O Brasil sediou o III Congresso Mundial de Enfrentamento da Exploração sexual de Crianças e Adolescentes, em 2008, no Rio de Janeiro, o maior evento já realizado no mundo sobre o tema, com a participação de 170 países e mais de 3.500 participantes, incluindo aproximadamente 300 adolescentes dos 5 continentes. A Declaração do Rio reuniu as principais recomendações e compromissos, visando o enfrentamento de novos desafios, a exemplo da pornografia infanto-juvenil na Internet e do tráfico de pessoas no contexto da globalização.
O Comitê Nacional de Enfrentamento à Violência Sexual contra Crianças e Adolescentes foi constituído por ocasião da aprovação do Plano Nacional, como instância plural, interinstitucional, formada por organizações da sociedade civil e do Estado articuladas para estimular a implementação das ações previstas no Plano Nacional de Enfrentamento da Violência Sexual contra Crianças e Adolescentes.

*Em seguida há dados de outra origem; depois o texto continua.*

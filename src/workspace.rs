//! Scoped extraction directory for one spec file.
//!
//! The directory lives exactly as long as the [`Workspace`] value: dropping
//! it on any path, including early returns through `?`, removes the tree.
use anyhow::{anyhow, Context, Result};
use std::fs;
use std::path::{Path, PathBuf};
use tempfile::TempDir;

/// Ephemeral directory that quilt unpacks sources into.
#[derive(Debug)]
pub struct Workspace {
    dir: TempDir,
}

impl Workspace {
    /// Create a fresh workspace under the system temp directory.
    pub fn acquire() -> Result<Self> {
        let dir = tempfile::Builder::new()
            .prefix("refresh-patches-")
            .tempdir()
            .context("create extraction workspace")?;
        tracing::debug!(path = %dir.path().display(), "workspace acquired");
        Ok(Self { dir })
    }

    pub fn path(&self) -> &Path {
        self.dir.path()
    }

    /// Locate the unpacked source tree: the directory that carries the quilt
    /// `series` file, either the workspace itself or one level below it.
    pub fn locate_tree(&self) -> Result<PathBuf> {
        let root = self.dir.path();
        if root.join("series").is_file() {
            return Ok(root.to_path_buf());
        }
        let mut entries: Vec<PathBuf> = fs::read_dir(root)
            .with_context(|| format!("read {}", root.display()))?
            .filter_map(|entry| entry.ok())
            .map(|entry| entry.path())
            .filter(|path| path.is_dir() && path.join("series").is_file())
            .collect();
        entries.sort();
        entries
            .into_iter()
            .next()
            .ok_or_else(|| anyhow!("no unpacked tree with a series file in {}", root.display()))
    }

    /// Remove the workspace, reporting removal errors instead of ignoring them.
    pub fn release(self) -> Result<()> {
        let path = self.dir.path().to_path_buf();
        self.dir
            .close()
            .with_context(|| format!("remove workspace {}", path.display()))?;
        tracing::debug!(path = %path.display(), "workspace released");
        Ok(())
    }
}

Desde sua instituição, o Comitê Nacional tem cumprido o papel de animar, monitorar e coordenar ações de mobilização e reivindicação para a implementação do referido Plano e pelo enfrentamento da violência sexual de crianças e adolescentes.
Entendemos que há um processo de reprimarização da economia brasileira. Os indicadores econômicos revelam que os setores de mineração, agropecuária e produção de energia tem alavancado o atual padrão de crescimento econômico nacional. Estes setores tem, por sua natureza, forte impacto sócio-ambiental por meio de uso intensivo de recursos naturais e construção de grandes obras de infra-estrutura (hidroelétricas, usinas de mineração, termelétricas, siderúrgicas, complexos portuários...), determinando o deslocamento de comunidades tradicionais, desestruturação de modos de produção locais, alteração radical dos biomas que garantem a sobrevivência populacional, sobrecarga nas já precárias estruturas de serviços básicos locais e novas dinâmicas de concentração de riqueza. A população local e migrante passam a viver novas situações de risco, recaindo sobre estas os maiores danos das intervenções.

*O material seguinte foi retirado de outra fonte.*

//! Per-spec-file orchestration.
//!
//! For each spec file in the package directory: acquire a workspace, unpack
//! with `quilt setup`, drive the patch stack, write the changes entry on
//! success, and release the workspace on every path. The run stops at the
//! first spec file that ends fatally.
use crate::changelog::{self, EntryRequest};
use crate::classify::{classify_setup, Outcome};
use crate::driver::{DriverConfig, RefreshDriver, RefreshError};
use crate::osc;
use crate::tool::PatchTool;
use crate::util::{display_path, truncate_string};
use crate::workspace::Workspace;
use anyhow::{Context, Result};
use serde::Serialize;
use std::fs;
use std::path::{Path, PathBuf};

const MAX_DIAGNOSTIC_BYTES: usize = 4096;

/// Run-wide settings derived from the CLI.
#[derive(Debug, Clone)]
pub struct RunOptions {
    pub sourcedir: PathBuf,
    pub changes_generate: bool,
    pub changes_author: Option<String>,
    pub ignore_fuzz: bool,
}

/// Outcome of one spec file, printed with `--json`.
#[derive(Debug, Clone, Serialize, PartialEq, Eq)]
pub struct ManifestReport {
    pub manifest: String,
    pub refreshed: Vec<String>,
    pub dropped: Vec<String>,
    pub changes_written: bool,
}

/// Spec files in `dir`, sorted by name.
pub fn discover_manifests(dir: &Path) -> Result<Vec<PathBuf>> {
    let mut manifests: Vec<PathBuf> = fs::read_dir(dir)
        .with_context(|| format!("read {}", dir.display()))?
        .filter_map(|entry| entry.ok())
        .map(|entry| entry.path())
        .filter(|path| path.is_file() && path.extension().is_some_and(|ext| ext == "spec"))
        .collect();
    manifests.sort();
    Ok(manifests)
}

/// Process every spec file, stopping at the first failure.
pub fn run<T: PatchTool + ?Sized>(tool: &T, options: &RunOptions) -> Result<Vec<ManifestReport>> {
    let sourcedir = options
        .sourcedir
        .canonicalize()
        .with_context(|| format!("resolve {}", options.sourcedir.display()))?;
    let manifests = discover_manifests(&sourcedir)?;
    if manifests.is_empty() {
        tracing::warn!(dir = %sourcedir.display(), "no spec files found");
    }
    let author = options
        .changes_generate
        .then(|| osc::resolve_author(options.changes_author.as_deref()));

    let mut reports = Vec::with_capacity(manifests.len());
    for manifest in &manifests {
        let label = display_path(manifest, Some(&sourcedir));
        let report = process_manifest(tool, manifest, &sourcedir, options, author.as_deref())
            .with_context(|| format!("refresh patches for {label}"))?;
        reports.push(report);
    }
    Ok(reports)
}

/// Refresh the patch stack of one spec file.
///
/// Classified failures are returned as [`RefreshError`] values inside the
/// error chain; the workspace is gone by the time this returns either way.
pub fn process_manifest<T: PatchTool + ?Sized>(
    tool: &T,
    manifest: &Path,
    sourcedir: &Path,
    options: &RunOptions,
    author: Option<&str>,
) -> Result<ManifestReport> {
    let label = display_path(manifest, Some(sourcedir));
    eprintln!("Processing {label}");
    let workspace = Workspace::acquire()?;

    let setup = tool.setup(manifest, sourcedir, workspace.path())?;
    if let Outcome::SetupFailed(output) = classify_setup(&setup) {
        discard(workspace);
        return Err(RefreshError::SetupFailure {
            output: truncate_string(&output, MAX_DIAGNOSTIC_BYTES),
        }
        .into());
    }
    let tree = workspace.locate_tree()?;
    tracing::info!(manifest = %label, tree = %tree.display(), "sources unpacked");

    let config = DriverConfig {
        ignore_fuzz: options.ignore_fuzz,
    };
    let session = RefreshDriver::new(tool, &tree, manifest, config).run()?;
    if let Some(err) = session.fatal() {
        discard(workspace);
        return Err(err.clone().into());
    }
    workspace.release()?;

    let mut changes_written = false;
    if let Some(author) = author {
        let otherwise_modified = osc::modified_patches(sourcedir);
        let timestamp = changelog::format_timestamp(chrono::Utc::now());
        let request = EntryRequest {
            session: &session,
            author,
            timestamp: &timestamp,
            fuzz_tolerance: options.ignore_fuzz,
            otherwise_modified: &otherwise_modified,
        };
        changes_written =
            changelog::compose_and_append(&request, &changelog::changes_path_for(manifest))?;
    }

    tracing::info!(
        manifest = %label,
        tree = %session.tree.display(),
        refreshed = session.refreshed.len(),
        dropped = session.dropped.len(),
        changes_written,
        "spec file done"
    );
    Ok(ManifestReport {
        manifest: label,
        refreshed: session.refreshed,
        dropped: session.dropped,
        changes_written,
    })
}

// Release on a fatal path: a cleanup failure is logged, never returned.
fn discard(workspace: Workspace) {
    let path = workspace.path().to_path_buf();
    if let Err(err) = workspace.release() {
        tracing::warn!(workspace = %path.display(), error = %format!("{err:#}"), "workspace cleanup failed");
    }
}

#[cfg(test)]
#[path = "workflow_tests.rs"]
mod tests;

Compreendemos que esta tendência é impulsionada pela substantiva e crescente participação de commodities nas exportações brasileiras. Pela natureza deste segmento econômico, os atores são necessariamente grandes corporações do setor privado, estimulados por vultosos recursos públicos via agentes públicos de financiamento.
Desta forma, as preocupações do Comitê focam a inequívoca articulação entre modelo de desenvolvimento e seus impactos na violência sexual contra crianças e adolescentes. Os impactos já anotados demonstram aumento dos casos de violência sexual, crescimento do trabalho infantil, aumento de casos de gravidez na adolescência, crianças sem paternidade reconhecida, impacto na saúde mental (elevação dos casos de depressão, drogadição..), doenças derivadas da poluição ambiental (doenças de veiculação hídrica e atmosférica), maior incidência de DST/AIDS, favelização nos tecidos urbanos mais próximos às intervenções e sobrecarga na rede de serviços públicos.

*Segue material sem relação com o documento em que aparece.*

//! Changes-file entries describing a session.
//!
//! Entries are prepended in the `osc vc` layout: a dashed separator, a
//! `<timestamp> - <author>` line, a blank line, `  + ` bullets, and a blank
//! line. An entry whose body equals the newest existing entry's body is not
//! written again, so rerunning against an unchanged package is a no-op.
use crate::driver::RefreshSession;
use crate::util::{read_or_empty, write_atomic};
use anyhow::Result;
use chrono::{DateTime, Utc};
use std::path::{Path, PathBuf};

pub const SEPARATOR: &str =
    "-------------------------------------------------------------------";

const HEADER: &str = "- Rebased patches:";

/// Inputs of one changes entry.
#[derive(Debug, Clone)]
pub struct EntryRequest<'a> {
    pub session: &'a RefreshSession,
    pub author: &'a str,
    pub timestamp: &'a str,
    pub fuzz_tolerance: bool,
    /// Patch files `osc status` reports as modified.
    pub otherwise_modified: &'a [String],
}

/// Changes file that belongs to a spec file (`foo.spec` -> `foo.changes`).
pub fn changes_path_for(manifest: &Path) -> PathBuf {
    manifest.with_extension("changes")
}

/// Entry timestamp in the `osc vc` format.
pub fn format_timestamp(at: DateTime<Utc>) -> String {
    at.format("%a %b %d %H:%M:%S UTC %Y").to_string()
}

/// Build the body lines, header included.
pub fn compose_body(
    session: &RefreshSession,
    fuzz_tolerance: bool,
    otherwise_modified: &[String],
) -> Vec<String> {
    let mut lines = vec![HEADER.to_string()];
    if fuzz_tolerance {
        lines.extend(session.refreshed.iter().map(|patch| format!("  + {patch}")));
    }
    lines.extend(
        session
            .dropped
            .iter()
            .map(|patch| format!("  + {patch} dropped (merged upstream)")),
    );
    lines.extend(
        otherwise_modified
            .iter()
            .filter(|patch| !session.refreshed.contains(*patch))
            .map(|patch| format!("  + {patch} (manually)")),
    );
    lines
}

/// Body of the newest entry in `changes`, surrounding blank lines trimmed.
pub fn first_entry_body(changes: &str) -> Option<Vec<&str>> {
    let lines: Vec<&str> = changes.lines().collect();
    let start = lines.iter().position(|line| *line == SEPARATOR)?;
    let body_start = start + 2;
    if body_start > lines.len() {
        return None;
    }
    let end = lines[body_start..]
        .iter()
        .position(|line| *line == SEPARATOR)
        .map(|offset| body_start + offset)
        .unwrap_or(lines.len());
    Some(trim_blank(&lines[body_start..end]).to_vec())
}

/// Render a full entry followed by the previous file content.
pub fn render_entry(author: &str, timestamp: &str, body: &[String], previous: &str) -> String {
    let mut out = String::new();
    out.push_str(SEPARATOR);
    out.push('\n');
    out.push_str(&format!("{timestamp} - {author}\n\n"));
    for line in body {
        out.push_str(line);
        out.push('\n');
    }
    out.push('\n');
    out.push_str(previous);
    out
}

/// Compose an entry for the session and prepend it to `changes_path` unless
/// there is nothing to report or the newest entry already says the same.
///
/// Returns whether the file was written.
pub fn compose_and_append(request: &EntryRequest<'_>, changes_path: &Path) -> Result<bool> {
    let body = compose_body(
        request.session,
        request.fuzz_tolerance,
        request.otherwise_modified,
    );
    if body.len() == 1 {
        tracing::debug!("no patch changes to record");
        return Ok(false);
    }

    let previous = read_or_empty(changes_path)?;
    if let Some(existing) = first_entry_body(&previous) {
        if existing.iter().copied().eq(body.iter().map(String::as_str)) {
            tracing::info!(
                path = %changes_path.display(),
                "newest changes entry already records these patches"
            );
            return Ok(false);
        }
    }

    let text = render_entry(request.author, request.timestamp, &body, &previous);
    write_atomic(changes_path, &text)?;
    tracing::info!(
        path = %changes_path.display(),
        lines = body.len() - 1,
        "changes entry added"
    );
    Ok(true)
}

fn trim_blank<'a, 'b>(lines: &'b [&'a str]) -> &'b [&'a str] {
    let start = lines
        .iter()
        .position(|line| !line.trim().is_empty())
        .unwrap_or(lines.len());
    let end = lines
        .iter()
        .rposition(|line| !line.trim().is_empty())
        .map(|idx| idx + 1)
        .unwrap_or(start);
    &lines[start..end]
}

#[cfg(test)]
#[path = "changelog_tests.rs"]
mod tests;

A realização dos direitos de crianças e adolescentes é uma prioridade constitucionalmente garantida. Assim, superar os impactos deste modelo de desenvolvimento sobre a população infanto-juvenil, bem como suas causas, devem ser objeto de nossos melhores esforços. Há um dever ético, jurídico e político no enfrentamento à violência sexual e para garantia dos DIREITOS SEXUAIS E REPRODUTIVOSde todas as crianças e todos os adolescentes.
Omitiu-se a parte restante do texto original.